## [TASK DESCRIPTION]
Scan the entries below for the word "Option". Copy out every line in which it occurs.

SOURCE MATERIAL: Begin

use serde::Serialize;
use std::collections::HashMap;
use std::sync::{Arc, RwLock};
use std::time::SystemTime;
use tracing::span::{Attributes, Record};
use tracing::{Id, Subscriber};
use tracing_subscriber::{Layer, layer::Context, registry::LookupSpan};

/// Span field that groups spans into one run.
pub const RUN_ID_FIELD: &str = "run_id";

/// A closed span, as captured by [`RunTraceLayer`].
#[derive(Debug, Clone, Serialize)]
pub struct SpanRecord {
    pub span_id: String,
    pub name: String,
    #[serde(skip_serializing_if = "Option::is_none")]
    pub parent_span_id: Option<String>,
    /// Nanoseconds since the Unix epoch.
    pub start_time: u128,
    pub end_time: u128,
    pub fields: HashMap<String, serde_json::Value>,
}

impl SpanRecord {
    pub fn field_str(&self, name: &str) -> Option<&str> {
        self.fields.get(name).and_then(|v| v.as_str())
    }
}

/// Closed spans grouped by run id.
#[derive(Debug, Clone, Default)]
pub struct RunTraceStore {
    runs: Arc<RwLock<HashMap<String, Vec<SpanRecord>>>>,
}

impl RunTraceStore {
    pub fn new() -> Self {
        Self::default()
    }

    /// Spans of one run in the order they closed.
    pub fn spans(&self, run_id: &str) -> Vec<SpanRecord> {
        self.runs.read().ok().and_then(|runs| runs.get(run_id).cloned()).unwrap_or_default()
    }

    pub fn run_ids(&self) -> Vec<String> {
        self.runs.read().map(|runs| runs.keys().cloned().collect()).unwrap_or_default()
    }

    fn add(&self, run_id: String, span: SpanRecord) {
        if let Ok(mut runs) = self.runs.write() {
            runs.entry(run_id).or_default().push(span);
        }
    }
}

/// A layer that records every span carrying (or inheriting) a `run_id`.
pub struct RunTraceLayer {
    store: RunTraceStore,
}

impl RunTraceLayer {
    pub fn new(store: RunTraceStore) -> Self {
        Self { store }
    }
}

struct SpanFields(HashMap<String, serde_json::Value>);

struct StartTime(u128);

fn now_nanos() -> u128 {
    SystemTime::now().duration_since(SystemTime::UNIX_EPOCH).unwrap_or_default().as_nanos()
}

impl<S> Layer<S> for RunTraceLayer
where
    S: Subscriber + for<'a> LookupSpan<'a>,
{
    fn on_new_span(&self, attrs: &Attributes<'_>, id: &Id, ctx: Context<'_, S>) {
        let Some(span) = ctx.span(id) else { return };

        let mut visitor = JsonVisitor::default();
        attrs.record(&mut visitor);
        let mut fields = visitor.0;

        // Child spans inherit the run they belong to.
        if !fields.contains_key(RUN_ID_FIELD) {
            if let Some(parent) = span.parent() {
                if let Some(run_id) =
                    parent.extensions().get::<SpanFields>().and_then(|f| f.0.get(RUN_ID_FIELD).cloned())
                {
                    fields.insert(RUN_ID_FIELD.to_string(), run_id);
                }
            }
        }

        let mut extensions = span.extensions_mut();
        extensions.insert(StartTime(now_nanos()));
        extensions.insert(SpanFields(fields));
    }

    fn on_record(&self, id: &Id, values: &Record<'_>, ctx: Context<'_, S>) {
        let Some(span) = ctx.span(id) else { return };
        let mut extensions = span.extensions_mut();
        if let Some(fields) = extensions.get_mut::<SpanFields>() {
            let mut visitor = JsonVisitor::default();
            values.record(&mut visitor);
            fields.0.extend(visitor.0);
        }
    }

    fn on_close(&self, id: Id, ctx: Context<'_, S>) {
        let Some(span) = ctx.span(&id) else { return };
        let extensions = span.extensions();
        let Some(fields) = extensions.get::<SpanFields>().map(|f| f.0.clone()) else { return };
        let Some(run_id) = fields.get(RUN_ID_FIELD).and_then(|v| v.as_str()).map(str::to_string) else {
            return;
        };

        let record = SpanRecord {
            span_id: format!("{:016x}", id.into_u64()),
            name: span.metadata().name().to_string(),
            parent_span_id: span.parent().map(|p| format!("{:016x}", p.id().into_u64())),
            start_time: extensions.get::<StartTime>().map_or(0, |s| s.0),
            end_time: now_nanos(),
            fields,
        };
        self.store.add(run_id, record);
    }
}

#[derive(Default)]
struct JsonVisitor(HashMap<String, serde_json::Value>);

impl tracing::field::Visit for JsonVisitor {
    fn record_debug(&mut self, field: &tracing::field::Field, value: &dyn std::fmt::Debug) {
        self.0.insert(field.name().to_string(), serde_json::Value::String(format!("{value:?}")));
    }

    fn record_str(&mut self, field: &tracing::field::Field, value: &str) {
        self.0.insert(field.name().to_string(), serde_json::Value::String(value.to_string()));
    }

    fn record_bool(&mut self, field: &tracing::field::Field, value: bool) {
        self.0.insert(field.name().to_string(), serde_json::Value::Bool(value));
    }

    fn record_i64(&mut self, field: &tracing::field::Field, value: i64) {
        self.0.insert(field.name().to_string(), serde_json::json!(value));
    }

    fn record_u64(&mut self, field: &tracing::field::Field, value: u64) {
        self.0.insert(field.name().to_string(), serde_json::json!(value));
    }
}

#[cfg(test)]
mod tests {
    use tracing::info_span;
    use tracing_subscriber::layer::SubscriberExt;

    use super::*;

    #[test]
    fn spans_are_grouped_by_inherited_run_id() {
        let store = RunTraceStore::new();
        let subscriber = tracing_subscriber::registry().with(RunTraceLayer::new(store.clone()));

        tracing::subscriber::with_default(subscriber, || {
            let run = info_span!("crew_run", run_id = "run-1");
            let _run = run.enter();
            let task = info_span!("task", task = "find", index = 0u64);
            drop(task.enter());
        });
        let unrelated = info_span!("orphan");
        drop(unrelated);

        let spans = store.spans("run-1");
        assert_eq!(spans.iter().map(|s| s.name.as_str()).collect::<Vec<_>>(), ["task", "crew_run"]);
        assert_eq!(spans[0].field_str("task"), Some("find"));
        assert_eq!(spans[0].fields["index"], 0);
        assert_eq!(spans[0].parent_span_id.as_deref(), Some(spans[1].span_id.as_str()));
        assert_eq!(store.run_ids(), ["run-1"]);
    }
}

SOURCE MATERIAL: End

## [RESULT]
    #[serde(skip_serializing_if = "Option::is_none")]
    pub parent_span_id: Option<String>,
    pub fn field_str(&self, name: &str) -> Option<&str> {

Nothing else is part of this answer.